MobileNext is truly a distributed platform with clear control and data plane separation; enabling the GGSN/PGW to host millions of subscribers and simultaneously pump huge amounts of data traffic.  The numbers are clear in the below chart. Juniper claims that the MobileNext Broadband Gateway can host 8 Million Subscribers; transfer 434 Gbps of traffic with zero loss along with an activation rate of 48,000 sessions per second (168,000 transactions per second), all being done concurrently in a completely redundant system.  
Without redundancy MobileNext Broadband Gateway can host up to 12 Million Subscribers; transfer 551 Gbps of traffic with zero loss and handle 72K activations per second.  


Do we really need such a powerful device in the mobile core? Yes we do. Let’s take the direct tunnel case in 3G. If subscriber goes to idle mode, the direct tunnel is taken down by SGSN and when subscriber becomes active again a direct tunnel is created by SGSN. A Direct Tunnel create and delete leads to 2 transactions on GGSN. If there is charging trigger enabled for direct tunnel creation and deletion, count another 2 transactions. Now multiply that by the number of SGSNs/RNCs and subscribers. The number of transactions is quite significant, especially for a large operator.  Older generation hardware needs a gateway to be added every time there is an increase in transaction rate or data rate.
Another reason for need of high performance is machine to machine communication. Assume that smart meters are hooked on to the mobile network and are programmed to update the server at 6 in the morning in a location X. So at 6 in the morning there will be a bulk of create pdps followed by data transfer followed by delete pdp’s from location X. If we allocate different time slots for smart meters in different locations to update, there is constant pressure on the GGSN/PGWs to handle the high rate of transactions and data transfers throughout the day. Loss of data becomes a very critical, as a meter reading might be lost.


Small/Hybrid Cells and wifi offload is going to bring in many more subscribers and stress on the network.

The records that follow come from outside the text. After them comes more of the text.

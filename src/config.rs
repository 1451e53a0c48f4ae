use std::collections::HashMap;
use std::time::Duration;
use uuid::Uuid;

/// Bind address used when none is configured; port 0 lets the host pick.
pub const DEFAULT_ADDRESS: &str = ":0";
/// Service name used when none is configured.
pub const DEFAULT_NAME: &str = "discovery-rs";
/// Version string used when none is configured.
pub const DEFAULT_VERSION: &str = "1.0.0";
/// How long a registration lives without renewal.
pub const DEFAULT_REGISTER_TTL: Duration = Duration::from_secs(15);
/// How often the background renewal re-registers.
pub const DEFAULT_REGISTER_INTERVAL: Duration = Duration::from_secs(5);

/// Immutable snapshot of one instance's registration parameters.
///
/// Built once through [`ConfigBuilder`] and shared read-only between the
/// registrar and its renewal task afterwards.
#[derive(Debug, Clone)]
pub struct Config {
    /// Service name; nodes of the same service share it.
    pub name: String,
    /// Instance id, unique per running instance.
    pub id: String,
    /// Version published with the registration.
    pub version: String,
    /// Bind address, `host:port` or `host`.
    pub address: String,
    /// Externally reachable address published instead of `address` when set.
    pub advertise: Option<String>,
    /// Free-form key/value pairs carried on the node.
    pub metadata: HashMap<String, String>,
    /// Registration time-to-live.
    pub register_ttl: Duration,
    /// Renewal cadence; zero disables background renewal.
    pub register_interval: Duration,
}

impl Config {
    pub fn builder() -> ConfigBuilder {
        ConfigBuilder::default()
    }

    /// Node id this instance registers under: `{name}-{id}`. Stable across
    /// register, renew and deregister calls.
    pub fn node_id(&self) -> String {
        format!("{}-{}", self.name, self.id)
    }

    /// Address to publish: the advertise address when set, the bind address
    /// otherwise.
    pub fn advertised(&self) -> &str {
        match &self.advertise {
            Some(advertise) if !advertise.is_empty() => advertise,
            _ => &self.address,
        }
    }
}

impl Default for Config {
    fn default() -> Self {
        Self::builder().build()
    }
}

/// Builder for [`Config`]. Unset fields get documented defaults in `build`;
/// an empty string counts as unset.
///
/// | field               | default when unset              |
/// |---------------------|---------------------------------|
/// | `name`              | `"discovery-rs"`                |
/// | `id`                | fresh UUID v4, minted per build |
/// | `version`           | `"1.0.0"`                       |
/// | `address`           | `":0"`                          |
/// | `advertise`         | none, bind address is used      |
/// | `metadata`          | empty map                       |
/// | `register_ttl`      | 15s                             |
/// | `register_interval` | 5s, zero disables renewal       |
#[derive(Debug, Default)]
pub struct ConfigBuilder {
    name: String,
    id: String,
    version: String,
    address: String,
    advertise: Option<String>,
    metadata: HashMap<String, String>,
    register_ttl: Option<Duration>,
    register_interval: Option<Duration>,
}

impl ConfigBuilder {
    /// Service name.
    pub fn name(mut self, name: impl Into<String>) -> Self {
        self.name = name.into();
        self
    }

    /// Instance id unique to this running instance.
    pub fn id(mut self, id: impl Into<String>) -> Self {
        self.id = id.into();
        self
    }

    /// Version of the service.
    pub fn version(mut self, version: impl Into<String>) -> Self {
        self.version = version.into();
        self
    }

    /// Address to bind to, `host:port` or `host`.
    pub fn address(mut self, address: impl Into<String>) -> Self {
        self.address = address.into();
        self
    }

    /// Address to advertise for discovery, overriding the bind address.
    pub fn advertise(mut self, advertise: impl Into<String>) -> Self {
        self.advertise = Some(advertise.into());
        self
    }

    /// Metadata published with the node.
    pub fn metadata(mut self, metadata: HashMap<String, String>) -> Self {
        self.metadata = metadata;
        self
    }

    /// Registration time-to-live.
    pub fn register_ttl(mut self, ttl: Duration) -> Self {
        self.register_ttl = Some(ttl);
        self
    }

    /// Renewal cadence. Zero disables the renewal loop and leaves
    /// registration to the caller.
    pub fn register_interval(mut self, interval: Duration) -> Self {
        self.register_interval = Some(interval);
        self
    }

    /// Apply defaults to unset fields and freeze the configuration.
    pub fn build(self) -> Config {
        Config {
            name: non_empty_or(self.name, DEFAULT_NAME),
            id: if self.id.is_empty() {
                Uuid::new_v4().to_string()
            } else {
                self.id
            },
            version: non_empty_or(self.version, DEFAULT_VERSION),
            address: non_empty_or(self.address, DEFAULT_ADDRESS),
            advertise: self.advertise.filter(|advertise| !advertise.is_empty()),
            metadata: self.metadata,
            register_ttl: self.register_ttl.unwrap_or(DEFAULT_REGISTER_TTL),
            register_interval: self.register_interval.unwrap_or(DEFAULT_REGISTER_INTERVAL),
        }
    }
}

fn non_empty_or(value: String, default: &str) -> String {
    if value.is_empty() {
        default.to_string()
    } else {
        value
    }
}

#[cfg(test)]
mod tests {
    use super::*;

    #[test]
    fn defaults_apply_when_unset() {
        let config = Config::builder().build();
        assert_eq!(config.name, DEFAULT_NAME);
        assert_eq!(config.version, DEFAULT_VERSION);
        assert_eq!(config.address, DEFAULT_ADDRESS);
        assert_eq!(config.advertise, None);
        assert!(config.metadata.is_empty());
        assert_eq!(config.register_ttl, DEFAULT_REGISTER_TTL);
        assert_eq!(config.register_interval, DEFAULT_REGISTER_INTERVAL);
        // ids are minted, not defaulted
        assert!(Uuid::parse_str(&config.id).is_ok());
    }

    #[test]
    fn each_build_mints_a_fresh_id() {
        let a = Config::builder().build();
        let b = Config::builder().build();
        assert_ne!(a.id, b.id);
    }

    #[test]
    fn empty_strings_count_as_unset() {
        let config = Config::builder()
            .name("")
            .version("")
            .address("")
            .advertise("")
            .build();
        assert_eq!(config.name, DEFAULT_NAME);
        assert_eq!(config.version, DEFAULT_VERSION);
        assert_eq!(config.address, DEFAULT_ADDRESS);
        assert_eq!(config.advertise, None);
    }

    #[test]
    fn explicit_values_win() {
        let mut metadata = HashMap::new();
        metadata.insert("protocol".to_string(), "grpc".to_string());

        let config = Config::builder()
            .name("auth")
            .id("abc")
            .version("2.3.1")
            .address("10.0.0.1:8080")
            .advertise("203.0.113.4:8080")
            .metadata(metadata.clone())
            .register_ttl(Duration::from_secs(30))
            .register_interval(Duration::from_secs(10))
            .build();

        assert_eq!(config.name, "auth");
        assert_eq!(config.id, "abc");
        assert_eq!(config.version, "2.3.1");
        assert_eq!(config.address, "10.0.0.1:8080");
        assert_eq!(config.advertise.as_deref(), Some("203.0.113.4:8080"));
        assert_eq!(config.metadata, metadata);
        assert_eq!(config.register_ttl, Duration::from_secs(30));
        assert_eq!(config.register_interval, Duration::from_secs(10));
    }

    #[test]
    fn node_id_joins_name_and_id() {
        let config = Config::builder().name("auth").id("abc").build();
        assert_eq!(config.node_id(), "auth-abc");
    }

    #[test]
    fn advertise_takes_precedence_when_set() {
        let config = Config::builder()
            .address("0.0.0.0:8080")
            .advertise("10.0.0.5:9090")
            .build();
        assert_eq!(config.advertised(), "10.0.0.5:9090");

        let config = Config::builder().address("0.0.0.0:8080").build();
        assert_eq!(config.advertised(), "0.0.0.0:8080");
    }
}
//! Field-level reconstruction when no candidate parses.

use regex::Regex;
use serde_json::Value;

use super::locate::matching_close;
use super::record::{ExtractedRecord, NESTED_FIELDS, SCALAR_FIELDS};

/// Longest excerpt of the cleaned text used as a stand-in summary.
const EXCERPT_CHARS: usize = 400;

/// Window past a field name in which its opening brace must appear.
const NESTED_LOOKAHEAD: usize = 10;

/// Assemble a best-effort record straight from the cleaned text.
///
/// Runs only after every candidate and the full-text fallback failed to
/// parse, and cannot itself fail: the worst case is a record holding a
/// truncated text excerpt as `summary` and an empty `sources` list.
/// Individually malformed nested spans are dropped, never fatal; fields that
/// match no pattern stay absent rather than becoming null placeholders.
///
/// Field scanning runs over `text` (whitespace already flattened); the
/// no-brace excerpt is cut from `raw`, the tag-stripped text with its
/// original whitespace intact.
pub(crate) fn reconstruct(text: &str, raw: &str) -> ExtractedRecord {
    let mut record = ExtractedRecord::degraded();

    if !text.contains('{') {
        record.insert("summary", Value::String(excerpt(raw)));
        return record;
    }

    for field in SCALAR_FIELDS {
        if let Some(value) = scalar_field(text, field) {
            record.insert(field, Value::String(value));
        }
    }

    if let Some(score) = opportunity_score(text) {
        record.insert("opportunity_score", Value::from(score));
    }

    if let Some(risks) = risk_factors(text) {
        record.insert("risk_factors", risks);
    }

    for field in NESTED_FIELDS {
        if let Some(object) = nested_object(text, field) {
            record.insert(field, object);
        }
    }

    if let Some(sources) = sources_array(text) {
        record.insert("sources", sources);
    }

    record
}

/// First 400 characters, trimmed.
fn excerpt(text: &str) -> String {
    let taken: String = text.chars().take(EXCERPT_CHARS).collect();
    taken.trim().to_string()
}

/// Recover one quoted text field.
///
/// The value is any run of characters without an unescaped quote. Field
/// names usually arrive quoted, but degraded output drops the quotes or
/// writes `summary is "..."`, so the name is word-bounded with the quotes
/// optional and `is` doubling as the separator. `\"` unescapes to `"` and
/// `\n` to a space on capture.
fn scalar_field(text: &str, field: &str) -> Option<String> {
    let pattern = format!(r#""?\b{field}\b"?\s*(?::|is)\s*"((?:[^"\\]|\\.)*)""#);
    let re = Regex::new(&pattern).expect("valid scalar pattern");
    let captured = re.captures(text)?.get(1)?.as_str();
    Some(captured.replace("\\\"", "\"").replace("\\n", " "))
}

/// Recover the integer score; absent when unmatched, never defaulted.
fn opportunity_score(text: &str) -> Option<i64> {
    let re = Regex::new(r#""?\bopportunity_score\b"?\s*:\s*(\d+)"#).expect("valid score pattern");
    re.captures(text)?.get(1)?.as_str().parse().ok()
}

/// Recover the risk list from the first `[`..`]` span after the name.
///
/// The span is not depth-matched: a risk description containing a literal
/// `]` truncates the list and the parse fails. Unparsable spans are omitted
/// outright, never kept partially.
fn risk_factors(text: &str) -> Option<Value> {
    let re = Regex::new(r#""risk_factors"\s*:\s*(\[[^\]]*\])"#).expect("valid risks pattern");
    let span = re.captures(text)?.get(1)?.as_str();
    serde_json::from_str(span).ok()
}

/// Recover one nested object by name, then depth matching.
///
/// The opening brace must sit within a short window past the field name;
/// without the window, a missing field would latch onto some unrelated
/// distant `{`.
fn nested_object(text: &str, field: &str) -> Option<Value> {
    let name = format!("\"{field}\"");
    let name_at = text.find(&name)?;
    let open = text[name_at..].find('{').map(|i| name_at + i)?;
    if open >= name_at + field.len() + NESTED_LOOKAHEAD {
        return None;
    }
    let close = matching_close(text, open, '{', '}')?;
    serde_json::from_str(&text[open..=close]).ok()
}

/// Recover the sources list from the last mention of the field name.
///
/// Later mentions are more likely the actual field than prose talking about
/// "sources". The array span itself is depth-matched, unlike risk_factors.
fn sources_array(text: &str) -> Option<Value> {
    let name_at = text.rfind("\"sources\"")?;
    let open = text[name_at..].find('[').map(|i| name_at + i)?;
    let close = matching_close(text, open, '[', ']')?;
    serde_json::from_str(&text[open..=close]).ok()
}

Not to forget the new devices and fancy applications that are melting the networks every day. Considering these aspects, the need for high performing and reliable mobile core is needed today and I believe we need these kind of platforms to build a scalable networks and ensure quality of experience.

7 comments:

Naresh Rao said...

What about DPI? was that enabled to on GGSN/PGW or its separate entity?

Cheers
Naresh

Santosh Dornal said...

Hi Naresh

DPI was not enabled on the box and was not part of tests.

Regards, Santosh

shivlu jain said...

Cisco GGSN can do the DPI too on the same box....This is mandatory

Santosh Dornal said...

I agree!

Anonymous said...

Santosh, do you know what is the Cisco GGSN forwarding performance with DPI (and without DPI, for comparison)?

And by DPI I mean real layer 7 DPI such as URL matching, and not the ACL/filters Cisco did in the lightreading/EANTC test :)

Santosh Dornal said...

Sorry, I am not aware of such data.

Santosh Dornal said...

Few more thoughts on DPI front ..

Different DPI use cases can have vastly different performance characteristics therefore it is hard to benchmark. Not all deployments need DPI for example M2M & enterprise. The results without DPI were marker defining.